Background Axonal swellings (AxS) are focal enlargements of axons found in a range of biological and pathological settings, including traumatic brain injury. However, the development of AxS and their effects on axonal homeostasis are poorly understood. Here, using a novel in vitro experimental paradigm we describe cytoskeletal and molecular events responsible of AxS formation and its consequences to axonal homeostasis. Method Human neuronal progenitor cells were seeded into microfluidic chambers and terminally differentiated to neurons. In these chambers, axons grow into microchannels, which are crossed by a perpendicular channel that is connected to a syringe pump. A negative flow caused by the syringe pump subjects axons to bending stress. After full characterization of the axonal response to the stress, we established a protocol that causes injury without reaching axotomy. Detailed morphometric and structural analysis were performed to validate axonal injury.
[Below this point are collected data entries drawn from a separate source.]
//! Moonraker address configuration.
//!
//! The client resolves where Moonraker listens once per connection attempt
//! through a [`ServerAddressSource`]. The address is never cached across
//! attempts since Moonraker may come back on a different port.
//!
//! # Sources
//!
//! | Type | Description |
//! |------|-------------|
//! | [`MoonrakerConfigFile`] | Reads `[server] host` / `port` from `moonraker.conf` |
//! | [`ServerAddress`] | A fixed address |
//!
//! # Example
//!
//! ```ignore
//! use moonraker_bridge::config::{MoonrakerConfigFile, ServerAddressSource};
//!
//! let source = MoonrakerConfigFile::new("/home/pi/printer_data/config/moonraker.conf");
//! let address = source.server_address()?;
//! println!("{}", address.ws_url()?);
//! ```

// ============================================================================
// Imports
// ============================================================================

use std::fmt;
use std::fs;
use std::path::{Path, PathBuf};
use std::sync::LazyLock;

use regex::Regex;
use url::Url;

use crate::error::{Error, Result};

// ============================================================================
// Constants
// ============================================================================

/// Config section holding the listening address.
const SERVER_SECTION: &str = "server";

/// Host Moonraker binds to when nothing else is known.
pub const DEFAULT_HOST: &str = "127.0.0.1";

/// Port Moonraker binds to when nothing else is known.
pub const DEFAULT_PORT: u16 = 7125;

/// Matches `[section]` lines.
static SECTION_RE: LazyLock<Regex> = LazyLock::new(|| {
    Regex::new(r"^\s*\[\s*([^\]]+?)\s*\]\s*$").expect("valid section regex")
});

/// Matches `key: value` and `key = value` lines.
static ENTRY_RE: LazyLock<Regex> = LazyLock::new(|| {
    Regex::new(r"^\s*([^\s:=#;\[][^:=]*?)\s*[:=]\s*(.*?)\s*$").expect("valid entry regex")
});

// ============================================================================
// ServerAddressSource
// ============================================================================

/// Where the client learns Moonraker's listening address.
pub trait ServerAddressSource: Send + Sync {
    /// Returns the current address.
    ///
    /// # Errors
    ///
    /// Returns [`Error::Config`] if the address cannot be determined.
    fn server_address(&self) -> Result<ServerAddress>;
}

// ============================================================================
// ServerAddress
// ============================================================================

/// Host and port of a Moonraker instance.
#[derive(Debug, Clone, PartialEq, Eq)]
pub struct ServerAddress {
    /// Host name or IP address.
    pub host: String,
    /// TCP port.
    pub port: u16,
}

impl ServerAddress {
    /// Creates an address.
    #[inline]
    #[must_use]
    pub fn new(host: impl Into<String>, port: u16) -> Self {
        Self {
            host: host.into(),
            port,
        }
    }

    /// Returns the websocket endpoint, `ws://host:port/websocket`.
    ///
    /// # Errors
    ///
    /// Returns [`Error::Config`] if the host does not form a valid URL.
    pub fn ws_url(&self) -> Result<String> {
        let host = match self.host.as_str() {
            // Moonraker's "listen on everything" value; connect locally.
            "0.0.0.0" | "::" | "" => DEFAULT_HOST,
            host => host,
        };
        let host = if host.contains(':') && !host.starts_with('[') {
            format!("[{host}]")
        } else {
            host.to_string()
        };

        let url = Url::parse(&format!("ws://{host}:{}/websocket", self.port))
            .map_err(|e| Error::config(format!("Invalid Moonraker address {self}: {e}")))?;
        Ok(url.into())
    }
}

impl Default for ServerAddress {
    fn default() -> Self {
        Self::new(DEFAULT_HOST, DEFAULT_PORT)
    }
}

impl fmt::Display for ServerAddress {
    fn fmt(&self, f: &mut fmt::Formatter<'_>) -> fmt::Result {
        write!(f, "{}:{}", self.host, self.port)
    }
}

impl ServerAddressSource for ServerAddress {
    fn server_address(&self) -> Result<ServerAddress> {
        Ok(self.clone())
    }
}

// ============================================================================
// MoonrakerConfigFile
// ============================================================================

/// Reads the address from Moonraker's own config file on every call.
#[derive(Debug, Clone, PartialEq, Eq)]
pub struct MoonrakerConfigFile {
    path: PathBuf,
}

impl MoonrakerConfigFile {
    /// Creates a source for the config file at `path`.
    #[inline]
    #[must_use]
    pub fn new(path: impl Into<PathBuf>) -> Self {
        Self { path: path.into() }
    }

    /// Returns the config file path.
    #[inline]
    #[must_use]
    pub fn path(&self) -> &Path {
        &self.path
    }
}

impl ServerAddressSource for MoonrakerConfigFile {
    fn server_address(&self) -> Result<ServerAddress> {
        if !self.path.exists() {
            return Err(Error::config(format!(
                "Moonraker config not found at {}",
                self.path.display()
            )));
        }

        let contents = fs::read_to_string(&self.path)?;
        parse_server_address(&contents)
    }
}

// ============================================================================
// Parsing
// ============================================================================

/// Extracts `[server] host` and `port` from INI-style config text.
///
/// Both keys are required. Later duplicates override earlier ones.
///
/// # Errors
///
/// Returns [`Error::Config`] if either key is missing or the port is not
/// a valid TCP port.
pub fn parse_server_address(contents: &str) -> Result<ServerAddress> {
    let mut in_server = false;
    let mut host = None;
    let mut port = None;

    for line in contents.lines() {
        let trimmed = line.trim_start();
        if trimmed.starts_with('#') || trimmed.starts_with(';') {
            continue;
        }

        if let Some(section) = SECTION_RE.captures(line) {
            in_server = section[1].eq_ignore_ascii_case(SERVER_SECTION);
            continue;
        }

        if !in_server {
            continue;
        }

        if let Some(entry) = ENTRY_RE.captures(line) {
            let value = strip_inline_comment(&entry[2]);
            match entry[1].to_ascii_lowercase().as_str() {
                "host" => host = Some(value.to_string()),
                "port" => port = Some(value.to_string()),
                _ => {}
            }
        }
    }

    let host = host.ok_or_else(|| Error::config("No host in the [server] section"))?;
    let port = port.ok_or_else(|| Error::config("No port in the [server] section"))?;
    let port = port
        .parse::<u16>()
        .map_err(|e| Error::config(format!("Invalid [server] port {port:?}: {e}")))?;

    Ok(ServerAddress::new(host, port))
}

/// Drops a trailing `# comment` from a value.
fn strip_inline_comment(value: &str) -> &str {
    match value.find(" #") {
        Some(index) => value[..index].trim_end(),
        None => value,
    }
}

// ============================================================================
// Tests
// ============================================================================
Result Structural analysis of the AxS showed disarrangement of microtubules and neurofilaments, with a disrupted periodicity of Actin and BII‐Spectrin rings underlying the axolemma. The functional impact of these changes was evidenced by the significant dysregulation observed in the axonal transport of APP vesicles during and after injury. Axonal membrane and calcium levels changes were analysed in real‐time, showing an increase in calcium levels that was concomitant to the formation of focal membrane enlargement. To understand the main source of axoplasm calcium increase during injury, extracellular and different intracellular stores of calcium were blocked. Activation of CaMKII derived from the local increase of Ca in the axon can lead to the regulation of multiple targets. We reasoned that myosins (one of CaMKII targets) could be regulating axolemmal changes by exerting a contraction force on the actin rings underlying the axolemma. By pharmacological and molecular intervention we uncover a physiological role of myosins in the regulation of the axonal shaft structure and the AxS formation. Conclusion We created a unique cell culture paradigm to study the response of axons to physical injury and provide novel insight into mechanisms responsible for axonal shaft structure and the formation of AxS.